Pursuant to Indiana Rule of Appellate Procedure 66(E), our court has discretion to award damages, which may be in the form of attorney fees, “if an appeal ... is frivolous or in bad faith.” Our court has resolved to “assess appellate damages only against an appellant who in bad faith maintains a wholly frivolous appeal” — that is, where the “appeal is permeated with mer-itlessness, bad faith, frivolity, harassment, vexatiousness, or purpose of delay.” Harness v. Parkar, 965 N.E.2d 756 (Ind.Ct.App.2012); Thacker, 797 N.E.2d at 346 (emphasis added). We recognize that, in executing this discretion, we must “use extreme restraint” because there is a “potential chilling effect upon the exercise of the right to appeal.” Thacker v. Wentzel, 797 N.E.2d 342, 346 (Ind.Ct.App.2003). The imposition of appellate attorney fees “is not imposed to punish mere lack of merit, but something more egregious.” Manous v. Manousogianakis, 824 N.E.2d 756, 767 (Ind.Ct.App.2005).
Claims for appellate attorney fees are categorized as either “substantive” or “procedural” bad faith claims. Thacker, 797 N.E.2d at 346. A procedural bad faith claim is found where “a party flagrantly disregards” the rules of appellate procedure, omits or misrepresents relevant facts, or attempts to waste the time of the opposing party or the court. Id. at 346-47. Alternatively, a substantive bad faith claim occurs where a party’s “contentions and arguments are utterly devoid of all plausibility.” Id. at 346. Here, Mother does not challenge Father’s adherence to the procedural rules; thus, she has raised a substantive bad faith claim.

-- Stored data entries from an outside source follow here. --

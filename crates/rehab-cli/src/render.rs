//! Plain-text rendering of backend reports and local records.

use std::fmt::Write;

use rehab_client::dashboard::LevelHistogram;
use rehab_core::models::card::PatientCard;
use rehab_core::models::patient::{PatientSummary, LEVEL_LABELS};
use rehab_core::models::program::PatientProgram;
use rehab_core::models::upload::NewPatient;
use rehab_core::{fields, DiseaseList, FieldValue, PatientRecord};
use rehab_instruments::activity::ActivityProfile;
use rehab_instruments::intake::missing_required;
use rehab_instruments::norms::{norm_for, out_of_range_fields};

pub fn field_value(value: &FieldValue) -> String {
    match value {
        FieldValue::Null => "—".to_string(),
        FieldValue::Number(n) => n.to_string(),
        FieldValue::Text(s) => s.clone(),
        FieldValue::List(items) => items.join(", "),
    }
}

fn json_value(value: &serde_json::Value) -> String {
    match value {
        serde_json::Value::Null => "—".to_string(),
        serde_json::Value::String(s) => s.clone(),
        other => other.to_string(),
    }
}

pub fn patients(list: &[PatientSummary]) -> String {
    if list.is_empty() {
        return "Наблюдаемые пациенты отсутствуют.\n".to_string();
    }
    let mut out = String::new();
    for patient in list {
        let _ = writeln!(
            out,
            "{:>8}  {:<8}  {}",
            patient.code,
            patient.gender().unwrap_or("—"),
            patient.activity_label().unwrap_or("Не оценено"),
        );
    }
    out
}

pub fn histogram(histogram: &LevelHistogram) -> String {
    let mut out = String::new();
    for (label, count) in LEVEL_LABELS.iter().zip(histogram.counts()) {
        let _ = writeln!(out, "{label:<22} {count:>4}  {}", "#".repeat(count as usize));
    }
    let _ = writeln!(out, "{:<22} {:>4}", "Не оценено", histogram.unassessed());
    out
}

pub fn card(card: &PatientCard) -> String {
    let mut out = String::new();
    for (title, section) in card.ordered_sections() {
        let _ = writeln!(out, "== {title} ==");
        for (key, value) in section {
            let _ = writeln!(out, "  {key}: {}", json_value(value));
        }
    }
    if !card.scale_interpretations.is_empty() {
        let _ = writeln!(out, "== Интерпретация шкал ==");
        for (scale, result) in &card.scale_interpretations {
            let _ = writeln!(
                out,
                "  {scale}: {} ({})",
                json_value(&result.score),
                result.interpretation.as_deref().unwrap_or("—"),
            );
        }
    }
    out
}

pub fn program(program: &PatientProgram) -> String {
    let mut out = String::new();
    let info = &program.patient_info;
    if let Some(code) = &info.code {
        let _ = writeln!(out, "Пациент: {}", json_value(code));
    }
    if let Some(gender) = &info.gender {
        let _ = writeln!(out, "Пол: {gender}");
    }
    for (title, items) in program.ordered_categories() {
        let _ = writeln!(out, "== {title} ==");
        for (i, item) in items.iter().enumerate() {
            let _ = writeln!(out, "  {}. {item}", i + 1);
        }
    }
    out
}

/// Derived fields, abnormal values and submit readiness of a record.
pub fn record_report(record: &PatientRecord, profile: &ActivityProfile) -> String {
    let mut out = String::new();
    let derived = [fields::BMI, fields::GERIATRIC_INDEX]
        .into_iter()
        .chain(rehab_instruments::all_scales().iter().map(|s| s.total_field))
        .chain(profile.groups().map(|g| g.level_field))
        .chain(profile.computes_overall.then_some(fields::OVERALL_LEVEL));
    for field in derived {
        if let Some(value) = record.get(field) {
            let _ = writeln!(out, "{field:<18} {}", field_value(value));
        }
    }

    if let Ok(diseases) = DiseaseList::read(record) {
        for (name, stage) in diseases.entries() {
            let _ = writeln!(out, "болезнь: {name} [{stage}]");
        }
    }

    let gender = record.gender();
    for field in out_of_range_fields(record) {
        let value = record.get(field).map(field_value).unwrap_or_default();
        let norm = norm_for(field)
            .map(|n| n.describe(gender))
            .unwrap_or_default();
        let _ = writeln!(out, "вне нормы: {field} = {value} (норма {norm})");
    }

    let missing = missing_required(record);
    if missing.is_empty() {
        let _ = writeln!(out, "готово к отправке");
    } else {
        let _ = writeln!(out, "не заполнены: {}", missing.join(", "));
    }
    out
}

pub fn new_patients(rows: &[NewPatient]) -> String {
    let mut out = String::new();
    for row in rows {
        if row.is_complete() {
            let _ = writeln!(out, "{}: все данные на месте", row.code);
        } else {
            let _ = writeln!(out, "{}: не хватает {}", row.code, row.missing_columns.len());
            for column in &row.missing_columns {
                let _ = writeln!(out, "    {column}");
            }
        }
    }
    out
}
use pretty_assertions::assert_eq;
use rehab_core::{fields, FieldValue, PatientRecord};
use rehab_instruments::activity::{INTAKE_CARD, QUICK_ASSESSMENT};
use rehab_instruments::reducer::{apply_edit, recompute_all, EditSession};

const BARTHEL_ITEMS: [(&str, &str); 10] = [
    ("844", "10"),
    ("845", "5"),
    ("846", "0"),
    ("847", "5"),
    ("848", "10"),
    ("849", "10"),
    ("850", "10"),
    ("851", "15"),
    ("852", "10"),
    ("853", "15"),
];

#[test]
fn item_edit_updates_total_and_index() {
    let mut session = EditSession::new(&INTAKE_CARD);
    for (field, value) in BARTHEL_ITEMS {
        session.edit(field, value);
    }
    let record = session.record();
    assert_eq!(record.get(fields::BARTHEL_TOTAL), Some(&FieldValue::from(90_i64)));
    // Barthel 90 earns nothing; Charlson 0, no medications, not alone.
    assert_eq!(record.text(fields::GERIATRIC_INDEX), "3.0");
}

#[test]
fn edit_does_not_touch_the_input_record() {
    let before = PatientRecord::new().with(fields::HEIGHT_CM, "170");
    let after = apply_edit(&before, fields::WEIGHT_KG, "70", &INTAKE_CARD);
    assert_eq!(before.get(fields::BMI), None);
    assert_eq!(after.text(fields::BMI), "24.2");
}

#[test]
fn unrelated_edit_leaves_derived_fields_alone() {
    let record = PatientRecord::new().with(fields::CARD_CODE, "A-17");
    let next = apply_edit(&record, fields::CARD_CODE, "A-18", &INTAKE_CARD);
    assert_eq!(next.len(), 1);
}

#[test]
fn full_index_cascade() {
    let record = [
        (fields::BARTHEL_TOTAL, "95"),
        (fields::LAWTON_TOTAL, "7"),
        (fields::MMSE_TOTAL, "29"),
        (fields::CHARLSON_INDEX, "0"),
        (fields::MNA_TOTAL, "25"),
    ]
    .into_iter()
    .fold(PatientRecord::new(), |r, (f, v)| r.with(f, v));
    let record = apply_edit(&record, fields::MEDICATIONS, "аспирин,метформин", &INTAKE_CARD);
    let record = apply_edit(&record, fields::LIVING_SITUATION, "alone", &INTAKE_CARD);
    assert_eq!(record.text(fields::GERIATRIC_INDEX), "6.0");
}

#[test]
fn activity_edit_writes_levels() {
    let record = apply_edit(&PatientRecord::new(), "anaerobic_squat", "3x10", &QUICK_ASSESSMENT);
    assert_eq!(record.get(fields::ANAEROBIC_LEVEL), Some(&FieldValue::Number(4.0)));
    assert_eq!(record.get(fields::OVERALL_LEVEL), Some(&FieldValue::Number(4.0)));
}

#[test]
fn loading_keeps_stored_totals_without_items() {
    let stored = PatientRecord::new()
        .with(fields::MMSE_TOTAL, "27")
        .with(fields::GENDER, "Женский");
    let loaded = recompute_all(&stored, &INTAKE_CARD);
    assert_eq!(loaded.text(fields::MMSE_TOTAL), "27");
    assert_eq!(loaded.get(fields::CARDIO_LEVEL), None);
    assert!(loaded.is_set(fields::GERIATRIC_INDEX));
}

#[test]
fn recompute_is_idempotent() {
    let mut session = EditSession::new(&INTAKE_CARD);
    for (field, value) in BARTHEL_ITEMS {
        session.edit(field, value);
    }
    session.edit(fields::HEIGHT_CM, "165");
    session.edit(fields::WEIGHT_KG, "80");
    session.edit("stretch_arms", "3x3");
    let once = recompute_all(session.record(), &INTAKE_CARD);
    let twice = recompute_all(&once, &INTAKE_CARD);
    assert_eq!(&once, session.record());
    assert_eq!(once, twice);
}

#[test]
fn revisions_identify_stale_responses() {
    let mut session = EditSession::new(&QUICK_ASSESSMENT);
    let sent = session.edit("anaerobic_squat", "1x10");
    assert!(session.is_current(sent));
    session.edit("anaerobic_squat", "2x10");
    assert!(!session.is_current(sent));
    assert_eq!(session.revision(), 2);
}

#[test]
fn session_flags_abnormal_values() {
    let mut session = EditSession::new(&INTAKE_CARD);
    session.edit(fields::HEIGHT_CM, "160");
    session.edit(fields::WEIGHT_KG, "90");
    assert_eq!(session.flagged_fields(), vec![fields::BMI]);
}

#[test]
fn huge_item_edit_keeps_the_total_saturated() {
    let max = "9223372036854775807";
    let record = PatientRecord::new().with("844", max);
    let record = apply_edit(&record, "845", max, &INTAKE_CARD);
    assert_eq!(
        record.get(fields::BARTHEL_TOTAL),
        Some(&FieldValue::from(i64::MAX))
    );
}
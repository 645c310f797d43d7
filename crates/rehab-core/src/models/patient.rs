use serde::{Deserialize, Serialize};
use ts_rs::TS;

/// Marker that precedes the closing parenthesis of a level label,
/// e.g. `Средний(3 ур.)`.
const LEVEL_SUFFIX: &str = "ур.)";

const UNASSESSED: [&str; 3] = ["None", "Не оценено", "Не определён"];

/// Display labels for physical-activity classes 1 through 5.
pub const LEVEL_LABELS: [&str; 5] = [
    "Низкий(1 ур.)",
    "Ниже среднего(2 ур.)",
    "Средний(3 ур.)",
    "Выше среднего(4 ур.)",
    "Высокий(5 ур.)",
];

/// Label for a predicted class; classes outside 1..=5 fall back to `Класс N`.
pub fn level_label(class: i64) -> String {
    usize::try_from(class)
        .ok()
        .and_then(|c| c.checked_sub(1))
        .and_then(|i| LEVEL_LABELS.get(i))
        .map(|s| s.to_string())
        .unwrap_or_else(|| format!("Класс {class}"))
}

/// Extract the level digit from a label such as `Средний(3 ур.)` or
/// `Класс 3`.
pub fn level_from_label(label: &str) -> Option<u8> {
    level_in_parens(label).or_else(|| {
        let rest = label.split_once("Класс")?.1.trim_start();
        rest.chars().next()?.to_digit(10).map(|d| d as u8)
    })
}

fn level_in_parens(label: &str) -> Option<u8> {
    label.match_indices('(').find_map(|(i, _)| {
        let rest = &label[i + 1..];
        let digit = rest.chars().next()?.to_digit(10)?;
        let tail = rest[1..].trim_start();
        tail.starts_with(LEVEL_SUFFIX).then_some(digit as u8)
    })
}

/// One row of `GET /patients`.
///
/// `patient_info` is a comma-joined string: gender first, then an optional
/// activity-level label.
#[derive(Debug, Clone, PartialEq, Serialize, Deserialize, TS)]
#[ts(export)]
pub struct PatientSummary {
    pub code: i64,
    pub patient_info: String,
}

impl PatientSummary {
    fn info_part(&self, index: usize) -> Option<&str> {
        self.patient_info
            .split(',')
            .map(str::trim)
            .nth(index)
            .filter(|s| !s.is_empty())
    }

    pub fn gender(&self) -> Option<&str> {
        self.info_part(0)
    }

    /// The activity label, unless the patient has not been assessed.
    pub fn activity_label(&self) -> Option<&str> {
        self.info_part(1).filter(|s| !UNASSESSED.contains(s))
    }

    /// Activity level 1..=5 parsed from the label.
    pub fn activity_level(&self) -> Option<u8> {
        self.activity_label()
            .and_then(level_in_parens)
            .filter(|level| (1..=5).contains(level))
    }
}

/// One row of `GET /level-fa/patients`.
#[derive(Debug, Clone, PartialEq, Serialize, Deserialize, TS)]
#[ts(export)]
pub struct LevelFaPatient {
    pub code: i64,
    #[serde(default)]
    pub gender: Option<String>,
}

/// Calculator seed values from `GET /level-fa/patients/{code}`.
///
/// Columns arrive as stored: numbers for measurements, text for the
/// categorical answers, an integer 0..=4 for the four-metre walk.
#[derive(Debug, Clone, Default, PartialEq, Serialize, Deserialize, TS)]
#[ts(export)]
pub struct CalculatorSeed {
    #[serde(default)]
    pub code: Option<i64>,
    #[serde(default)]
    pub gender: Option<String>,
    #[serde(default)]
    pub col_14: Option<serde_json::Value>,
    #[serde(default)]
    pub col_58: Option<serde_json::Value>,
    #[serde(default)]
    pub col_59: Option<serde_json::Value>,
    #[serde(default)]
    pub col_85: Option<serde_json::Value>,
    #[serde(default)]
    pub col_232: Option<serde_json::Value>,
    #[serde(default)]
    pub col_249: Option<serde_json::Value>,
    #[serde(default)]
    pub col_252: Option<serde_json::Value>,
    #[serde(default)]
    pub col_245: Option<serde_json::Value>,
    #[serde(default)]
    pub activity_level: Option<serde_json::Value>,
}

We find that Father’s appeal is neither frivolous nor in bad faith. Father presented a detailed argument, supported by citations to case law, challenging the trial court’s determination that Mother’s specified bases for relocating are sufficient to constitute a legitimate purpose. The current case law is sparse in terms of defining what is or is not an acceptable purpose for relocating, so while we ultimately agree with the trial court that Mother had a valid reason to move, we cannot say that it was implausible for Father to argue that Mother failed to tender a sufficiently legitimate reason. Therefore, we decline to award Mother her attorney fees under Appellate Rule 66(E).
CONCLUSION
Based on the foregoing, we conclude that the trial court did not abuse its discretion in granting Mother’s request to relocate because she had a good faith and legitimate purpose for relocating, and the move was not contrary to the Children’s best interests. Additionally, we conclude that Mother is not entitled to appellate attorney fees because Father’s appeal is not frivolous or in bad faith.
Affirmed.
BARNES, J. concurs.
ROBB, J. dissents with separate opinion.